→ AIM OF THE EXERCISE
Below are records. Copy every line with "reason" in it.

→ TASK MATERIAL
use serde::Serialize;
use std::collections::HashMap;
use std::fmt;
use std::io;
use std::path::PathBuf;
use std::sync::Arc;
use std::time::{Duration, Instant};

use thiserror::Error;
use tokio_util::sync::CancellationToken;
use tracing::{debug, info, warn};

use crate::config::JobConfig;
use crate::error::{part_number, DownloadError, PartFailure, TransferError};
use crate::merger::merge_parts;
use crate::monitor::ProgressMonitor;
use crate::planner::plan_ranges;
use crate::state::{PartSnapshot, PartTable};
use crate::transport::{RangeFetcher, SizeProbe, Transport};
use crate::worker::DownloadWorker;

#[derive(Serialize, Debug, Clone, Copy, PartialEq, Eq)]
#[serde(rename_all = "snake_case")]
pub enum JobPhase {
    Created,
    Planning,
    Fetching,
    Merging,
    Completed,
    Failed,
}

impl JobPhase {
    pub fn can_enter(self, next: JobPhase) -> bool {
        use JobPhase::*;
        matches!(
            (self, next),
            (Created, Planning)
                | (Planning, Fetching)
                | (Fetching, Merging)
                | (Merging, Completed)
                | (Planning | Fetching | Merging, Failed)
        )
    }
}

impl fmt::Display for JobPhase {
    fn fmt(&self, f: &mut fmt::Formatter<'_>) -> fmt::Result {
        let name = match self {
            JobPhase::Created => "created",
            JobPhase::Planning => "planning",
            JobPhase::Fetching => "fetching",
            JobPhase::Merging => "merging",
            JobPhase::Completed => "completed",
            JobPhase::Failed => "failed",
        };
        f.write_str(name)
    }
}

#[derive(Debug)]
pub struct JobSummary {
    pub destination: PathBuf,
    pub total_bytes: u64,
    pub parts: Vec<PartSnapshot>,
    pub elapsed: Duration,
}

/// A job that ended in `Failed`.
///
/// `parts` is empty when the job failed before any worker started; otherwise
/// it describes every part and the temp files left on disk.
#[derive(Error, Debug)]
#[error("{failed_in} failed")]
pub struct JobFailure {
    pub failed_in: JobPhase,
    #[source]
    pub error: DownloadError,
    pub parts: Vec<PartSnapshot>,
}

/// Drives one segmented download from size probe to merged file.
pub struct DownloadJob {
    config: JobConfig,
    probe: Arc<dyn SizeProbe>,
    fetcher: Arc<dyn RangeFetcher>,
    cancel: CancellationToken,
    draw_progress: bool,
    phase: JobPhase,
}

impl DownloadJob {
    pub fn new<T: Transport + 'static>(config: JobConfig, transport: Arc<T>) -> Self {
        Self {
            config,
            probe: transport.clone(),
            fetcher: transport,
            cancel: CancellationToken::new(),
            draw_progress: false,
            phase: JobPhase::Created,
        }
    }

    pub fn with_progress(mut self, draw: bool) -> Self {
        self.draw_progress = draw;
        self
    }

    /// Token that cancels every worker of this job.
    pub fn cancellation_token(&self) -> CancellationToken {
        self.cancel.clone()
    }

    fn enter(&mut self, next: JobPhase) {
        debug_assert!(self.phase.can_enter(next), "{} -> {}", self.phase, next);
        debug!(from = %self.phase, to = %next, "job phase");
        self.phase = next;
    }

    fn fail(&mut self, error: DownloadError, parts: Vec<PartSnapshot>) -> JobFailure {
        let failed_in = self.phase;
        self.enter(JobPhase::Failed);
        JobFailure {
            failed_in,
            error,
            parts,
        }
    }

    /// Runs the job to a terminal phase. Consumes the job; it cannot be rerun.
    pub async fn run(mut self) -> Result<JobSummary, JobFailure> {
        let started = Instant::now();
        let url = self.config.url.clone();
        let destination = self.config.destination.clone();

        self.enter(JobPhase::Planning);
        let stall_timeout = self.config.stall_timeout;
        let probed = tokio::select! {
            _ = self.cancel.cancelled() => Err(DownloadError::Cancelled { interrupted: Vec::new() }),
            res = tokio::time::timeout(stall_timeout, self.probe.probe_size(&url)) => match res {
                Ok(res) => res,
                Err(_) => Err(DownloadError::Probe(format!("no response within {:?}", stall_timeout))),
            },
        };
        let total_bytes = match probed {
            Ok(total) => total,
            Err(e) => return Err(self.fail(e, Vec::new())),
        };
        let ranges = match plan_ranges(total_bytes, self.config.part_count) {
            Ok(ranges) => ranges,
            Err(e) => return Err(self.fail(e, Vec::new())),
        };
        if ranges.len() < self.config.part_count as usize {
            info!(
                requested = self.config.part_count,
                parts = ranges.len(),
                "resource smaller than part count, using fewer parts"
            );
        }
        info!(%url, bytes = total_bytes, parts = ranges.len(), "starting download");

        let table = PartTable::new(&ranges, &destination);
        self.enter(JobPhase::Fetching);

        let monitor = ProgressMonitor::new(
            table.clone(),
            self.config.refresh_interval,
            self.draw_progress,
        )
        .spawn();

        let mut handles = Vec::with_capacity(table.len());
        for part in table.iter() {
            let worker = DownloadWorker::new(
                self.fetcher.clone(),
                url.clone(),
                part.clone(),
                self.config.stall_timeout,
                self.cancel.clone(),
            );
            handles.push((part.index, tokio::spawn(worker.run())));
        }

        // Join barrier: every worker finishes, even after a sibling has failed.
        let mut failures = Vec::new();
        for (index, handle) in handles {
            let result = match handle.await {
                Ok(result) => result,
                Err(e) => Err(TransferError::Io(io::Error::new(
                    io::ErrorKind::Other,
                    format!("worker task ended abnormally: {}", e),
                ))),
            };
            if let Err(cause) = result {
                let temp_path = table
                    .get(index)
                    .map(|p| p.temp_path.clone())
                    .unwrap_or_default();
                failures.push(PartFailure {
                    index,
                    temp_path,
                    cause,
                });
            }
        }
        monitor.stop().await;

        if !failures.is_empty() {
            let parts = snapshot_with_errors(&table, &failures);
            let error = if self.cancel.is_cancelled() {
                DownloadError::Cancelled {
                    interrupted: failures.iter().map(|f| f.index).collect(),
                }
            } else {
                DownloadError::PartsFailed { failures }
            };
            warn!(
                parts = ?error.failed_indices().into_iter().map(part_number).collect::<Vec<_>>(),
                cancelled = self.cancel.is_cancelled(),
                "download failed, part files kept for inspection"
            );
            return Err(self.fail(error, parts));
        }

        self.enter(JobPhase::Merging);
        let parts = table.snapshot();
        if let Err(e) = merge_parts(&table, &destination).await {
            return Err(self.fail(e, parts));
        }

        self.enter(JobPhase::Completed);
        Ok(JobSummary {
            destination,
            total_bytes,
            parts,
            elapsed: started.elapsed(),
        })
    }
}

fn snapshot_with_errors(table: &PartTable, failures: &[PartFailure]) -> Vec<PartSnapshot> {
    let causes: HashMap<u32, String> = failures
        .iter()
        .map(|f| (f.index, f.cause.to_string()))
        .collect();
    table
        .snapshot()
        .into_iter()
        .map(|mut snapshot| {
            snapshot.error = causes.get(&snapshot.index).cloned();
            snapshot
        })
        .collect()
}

...

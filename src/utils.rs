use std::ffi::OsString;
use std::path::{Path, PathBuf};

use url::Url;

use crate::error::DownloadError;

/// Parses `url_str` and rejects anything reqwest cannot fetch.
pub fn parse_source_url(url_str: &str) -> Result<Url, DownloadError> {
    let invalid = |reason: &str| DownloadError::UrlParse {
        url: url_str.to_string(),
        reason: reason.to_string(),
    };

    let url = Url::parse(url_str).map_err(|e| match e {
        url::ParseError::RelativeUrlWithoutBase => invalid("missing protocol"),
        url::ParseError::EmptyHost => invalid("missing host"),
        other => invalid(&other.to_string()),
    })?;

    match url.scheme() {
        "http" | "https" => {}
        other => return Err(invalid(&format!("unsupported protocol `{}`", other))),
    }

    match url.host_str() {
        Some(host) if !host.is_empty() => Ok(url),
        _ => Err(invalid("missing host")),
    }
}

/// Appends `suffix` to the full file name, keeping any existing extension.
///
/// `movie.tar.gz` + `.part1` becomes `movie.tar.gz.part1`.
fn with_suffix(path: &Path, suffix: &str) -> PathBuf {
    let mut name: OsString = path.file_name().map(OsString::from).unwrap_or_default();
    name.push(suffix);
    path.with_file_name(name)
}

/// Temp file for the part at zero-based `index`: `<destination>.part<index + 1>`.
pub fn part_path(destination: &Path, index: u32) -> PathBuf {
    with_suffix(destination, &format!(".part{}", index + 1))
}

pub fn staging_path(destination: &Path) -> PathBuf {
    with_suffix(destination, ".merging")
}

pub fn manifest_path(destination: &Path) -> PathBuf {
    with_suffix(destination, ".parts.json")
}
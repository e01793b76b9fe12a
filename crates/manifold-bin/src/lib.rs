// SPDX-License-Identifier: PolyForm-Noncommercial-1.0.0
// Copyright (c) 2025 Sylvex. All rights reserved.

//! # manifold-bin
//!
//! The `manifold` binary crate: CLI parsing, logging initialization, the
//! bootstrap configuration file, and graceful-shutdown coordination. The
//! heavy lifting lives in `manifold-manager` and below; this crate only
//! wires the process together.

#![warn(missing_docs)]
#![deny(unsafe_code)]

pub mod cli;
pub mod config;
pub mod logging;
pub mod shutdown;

...

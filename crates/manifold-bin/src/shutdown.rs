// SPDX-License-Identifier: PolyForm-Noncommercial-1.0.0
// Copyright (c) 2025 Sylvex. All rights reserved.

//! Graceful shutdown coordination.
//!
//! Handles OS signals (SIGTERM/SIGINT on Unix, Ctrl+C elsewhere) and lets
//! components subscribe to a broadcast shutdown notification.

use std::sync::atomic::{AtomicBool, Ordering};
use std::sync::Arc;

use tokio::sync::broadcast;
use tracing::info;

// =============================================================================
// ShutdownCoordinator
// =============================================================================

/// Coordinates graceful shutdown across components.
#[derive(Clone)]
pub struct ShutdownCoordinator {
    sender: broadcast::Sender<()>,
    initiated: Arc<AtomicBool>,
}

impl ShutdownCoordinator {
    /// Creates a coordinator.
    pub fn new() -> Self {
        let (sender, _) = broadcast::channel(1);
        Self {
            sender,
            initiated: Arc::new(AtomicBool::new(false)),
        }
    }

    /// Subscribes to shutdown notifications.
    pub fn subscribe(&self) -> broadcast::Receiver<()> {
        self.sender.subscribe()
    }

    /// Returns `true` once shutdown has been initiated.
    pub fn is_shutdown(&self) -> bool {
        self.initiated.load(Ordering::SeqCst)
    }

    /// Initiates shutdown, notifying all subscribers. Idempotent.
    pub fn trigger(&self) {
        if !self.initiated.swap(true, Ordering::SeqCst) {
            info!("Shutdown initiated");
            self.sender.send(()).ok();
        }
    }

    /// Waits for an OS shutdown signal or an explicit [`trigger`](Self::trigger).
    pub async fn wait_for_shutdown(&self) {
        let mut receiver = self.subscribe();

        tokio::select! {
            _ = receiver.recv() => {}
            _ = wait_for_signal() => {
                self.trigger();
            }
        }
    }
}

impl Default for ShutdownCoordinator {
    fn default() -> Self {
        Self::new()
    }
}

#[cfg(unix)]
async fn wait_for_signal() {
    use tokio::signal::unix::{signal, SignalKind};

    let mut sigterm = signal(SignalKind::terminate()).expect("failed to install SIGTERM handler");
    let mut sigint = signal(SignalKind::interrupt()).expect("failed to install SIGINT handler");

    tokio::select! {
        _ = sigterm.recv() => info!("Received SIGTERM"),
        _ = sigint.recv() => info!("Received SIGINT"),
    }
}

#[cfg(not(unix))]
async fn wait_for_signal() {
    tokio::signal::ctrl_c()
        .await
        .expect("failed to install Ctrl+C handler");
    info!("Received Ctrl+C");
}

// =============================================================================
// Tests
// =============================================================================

→ SOLUTION TO THIS TASK
    let invalid = |reason: &str| DownloadError::UrlParse {
        reason: reason.to_string(),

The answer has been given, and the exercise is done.